»»

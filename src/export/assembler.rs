use crate::error::{ExportError, Result};
use crate::export::capture::CapturedSlide;
use printpdf::image_crate::codecs::jpeg::JpegDecoder;
use printpdf::{Image, ImageTransform, Mm, PdfDocument, PdfDocumentReference, PdfLayerIndex, PdfPageIndex, Pt};
use std::fs::File;
use std::io::{BufWriter, Cursor};
use std::path::Path;

/// Screen pixels are converted to PDF points at 72 pt per 96 px
const PT_PER_PX: f32 = 72.0 / 96.0;

/// Screenshot pixel density matching the point conversion above
const CAPTURE_DPI: f32 = 96.0;

pub(crate) fn px_to_pt(px: u32) -> f32 {
    px as f32 * PT_PER_PX
}

/// Page orientation, keyed off the first captured image
#[derive(Debug, Clone, Copy, PartialEq, Eq)]
pub enum PageOrientation {
    Landscape,
    Portrait,
}

impl PageOrientation {
    pub fn of(slide: &CapturedSlide) -> Self {
        if slide.width >= slide.height {
            Self::Landscape
        } else {
            Self::Portrait
        }
    }
}

/// Lays captured images out as document pages sized to each image
pub trait DocumentAssembler {
    /// Write `slides` as a paginated document at `output`, one page per
    /// image, in the order given
    fn assemble(&self, slides: &[CapturedSlide], output: &Path) -> Result<()>;
}

/// PDF assembler: each page takes its image's pixel dimensions converted to
/// points, with the page format order keyed by the first image's orientation.
#[derive(Debug, Default)]
pub struct PdfAssembler;

impl PdfAssembler {
    pub fn new() -> Self {
        Self
    }

    fn place(
        doc: &PdfDocumentReference,
        page: PdfPageIndex,
        layer: PdfLayerIndex,
        slide: &CapturedSlide,
    ) -> Result<()> {
        let decoder = JpegDecoder::new(Cursor::new(slide.data.as_slice()))
            .map_err(|e| ExportError::AssemblyFailed(format!("Undecodable slide image: {}", e)))?;
        let image = Image::try_from(decoder)
            .map_err(|e| ExportError::AssemblyFailed(format!("Unusable slide image: {}", e)))?;

        image.add_to_layer(
            doc.get_page(page).get_layer(layer),
            ImageTransform { dpi: Some(CAPTURE_DPI), ..Default::default() },
        );
        Ok(())
    }
}

impl DocumentAssembler for PdfAssembler {
    fn assemble(&self, slides: &[CapturedSlide], output: &Path) -> Result<()> {
        let first = slides
            .first()
            .ok_or_else(|| ExportError::AssemblyFailed("No slides to assemble".to_string()))?;

        let orientation = PageOrientation::of(first);
        let title = output
            .file_stem()
            .map(|stem| stem.to_string_lossy().into_owned())
            .unwrap_or_else(|| "presentation".to_string());

        let (width, height) = page_size(first, orientation);
        let (doc, page, layer) = PdfDocument::new(title, width, height, "Slide 1");
        Self::place(&doc, page, layer, first)?;

        for (index, slide) in slides.iter().enumerate().skip(1) {
            let (width, height) = page_size(slide, orientation);
            let (page, layer) = doc.add_page(width, height, format!("Slide {}", index + 1));
            Self::place(&doc, page, layer, slide)?;
        }

        let file = File::create(output)?;
        doc.save(&mut BufWriter::new(file))
            .map_err(|e| ExportError::AssemblyFailed(e.to_string()))?;

        log::info!("Wrote {} pages to {}", slides.len(), output.display());
        Ok(())
    }
}

/// Page dimensions for one image, normalized to the document orientation
fn page_size(slide: &CapturedSlide, orientation: PageOrientation) -> (Mm, Mm) {
    let w = px_to_pt(slide.width);
    let h = px_to_pt(slide.height);

    let (w, h) = match orientation {
        PageOrientation::Landscape if h > w => (h, w),
        PageOrientation::Portrait if w > h => (h, w),
        _ => (w, h),
    };

    (Mm::from(Pt(w)), Mm::from(Pt(h)))
}

#[cfg(test)]
mod tests {
    use super::*;

    fn slide(width: u32, height: u32) -> CapturedSlide {
        let img = image::RgbImage::from_pixel(width, height, image::Rgb([200, 80, 40]));
        let mut data = Vec::new();
        let mut encoder = image::codecs::jpeg::JpegEncoder::new_with_quality(&mut data, 90);
        encoder.encode_image(&img).expect("encode test jpeg");
        CapturedSlide { data, width, height }
    }

    #[test]
    fn test_px_to_pt() {
        assert_eq!(px_to_pt(96), 72.0);
        assert_eq!(px_to_pt(192), 144.0);
        assert_eq!(px_to_pt(0), 0.0);
    }

    #[test]
    fn test_orientation() {
        assert_eq!(PageOrientation::of(&slide(96, 54)), PageOrientation::Landscape);
        assert_eq!(PageOrientation::of(&slide(54, 96)), PageOrientation::Portrait);
        // Square counts as landscape, matching the width >= height rule
        assert_eq!(PageOrientation::of(&slide(64, 64)), PageOrientation::Landscape);
    }

    #[test]
    fn test_assemble_empty_fails() {
        let dir = tempfile::tempdir().unwrap();
        let out = dir.path().join("empty.pdf");

        let err = PdfAssembler::new().assemble(&[], &out).unwrap_err();
        assert!(matches!(err, ExportError::AssemblyFailed(_)));
        assert!(!out.exists());
    }

    #[test]
    fn test_assemble_one_page_per_slide() {
        let dir = tempfile::tempdir().unwrap();
        let out = dir.path().join("deck.pdf");

        let slides = vec![slide(96, 54), slide(96, 54), slide(96, 54)];
        PdfAssembler::new().assemble(&slides, &out).unwrap();

        let doc = lopdf::Document::load(&out).expect("reparse output");
        assert_eq!(doc.get_pages().len(), 3);
    }

    #[test]
    fn test_page_sized_from_pixels() {
        let dir = tempfile::tempdir().unwrap();
        let out = dir.path().join("sized.pdf");

        // 96x72 px must become a 72x54 pt page
        PdfAssembler::new().assemble(&[slide(96, 72)], &out).unwrap();

        let doc = lopdf::Document::load(&out).expect("reparse output");
        let (_, page_id) = doc.get_pages().into_iter().next().expect("one page");
        let media_box = media_box(&doc, page_id);

        assert!((media_box[2] - 72.0).abs() < 0.5, "width was {}", media_box[2]);
        assert!((media_box[3] - 54.0).abs() < 0.5, "height was {}", media_box[3]);
    }

    /// Resolve a page's MediaBox, walking up to the page tree root if the
    /// entry is inherited
    fn media_box(doc: &lopdf::Document, page_id: lopdf::ObjectId) -> [f32; 4] {
        let mut node = doc.get_object(page_id).and_then(|o| o.as_dict()).expect("page dict").clone();
        loop {
            if let Ok(raw) = node.get(b"MediaBox") {
                let values = raw.as_array().expect("media box array");
                let mut result = [0f32; 4];
                for (i, v) in values.iter().take(4).enumerate() {
                    result[i] = match v {
                        lopdf::Object::Integer(n) => *n as f32,
                        lopdf::Object::Real(n) => *n as f32,
                        other => panic!("unexpected media box entry: {:?}", other),
                    };
                }
                return result;
            }
            let parent = node.get(b"Parent").and_then(|p| p.as_reference()).expect("inherited media box");
            node = doc.get_object(parent).and_then(|o| o.as_dict()).expect("parent dict").clone();
        }
    }
}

««

> [Task directions]: Using the data above, extract exactly the lines from the one that holds "fn slide(width: u32, height: u32)" to the one that holds "PdfAssembler::new().assemble(&[slide(96, 72)], &out).unwrap();", both ends included, and no others.

> [Expected answer]:
    fn slide(width: u32, height: u32) -> CapturedSlide {
        let img = image::RgbImage::from_pixel(width, height, image::Rgb([200, 80, 40]));
        let mut data = Vec::new();
        let mut encoder = image::codecs::jpeg::JpegEncoder::new_with_quality(&mut data, 90);
        encoder.encode_image(&img).expect("encode test jpeg");
        CapturedSlide { data, width, height }
    }

    #[test]
    fn test_px_to_pt() {
        assert_eq!(px_to_pt(96), 72.0);
        assert_eq!(px_to_pt(192), 144.0);
        assert_eq!(px_to_pt(0), 0.0);
    }

    #[test]
    fn test_orientation() {
        assert_eq!(PageOrientation::of(&slide(96, 54)), PageOrientation::Landscape);
        assert_eq!(PageOrientation::of(&slide(54, 96)), PageOrientation::Portrait);
        // Square counts as landscape, matching the width >= height rule
        assert_eq!(PageOrientation::of(&slide(64, 64)), PageOrientation::Landscape);
    }

    #[test]
    fn test_assemble_empty_fails() {
        let dir = tempfile::tempdir().unwrap();
        let out = dir.path().join("empty.pdf");

        let err = PdfAssembler::new().assemble(&[], &out).unwrap_err();
        assert!(matches!(err, ExportError::AssemblyFailed(_)));
        assert!(!out.exists());
    }

    #[test]
    fn test_assemble_one_page_per_slide() {
        let dir = tempfile::tempdir().unwrap();
        let out = dir.path().join("deck.pdf");

        let slides = vec![slide(96, 54), slide(96, 54), slide(96, 54)];
        PdfAssembler::new().assemble(&slides, &out).unwrap();

        let doc = lopdf::Document::load(&out).expect("reparse output");
        assert_eq!(doc.get_pages().len(), 3);
    }

    #[test]
    fn test_page_sized_from_pixels() {
        let dir = tempfile::tempdir().unwrap();
        let out = dir.path().join("sized.pdf");

        // 96x72 px must become a 72x54 pt page
        PdfAssembler::new().assemble(&[slide(96, 72)], &out).unwrap();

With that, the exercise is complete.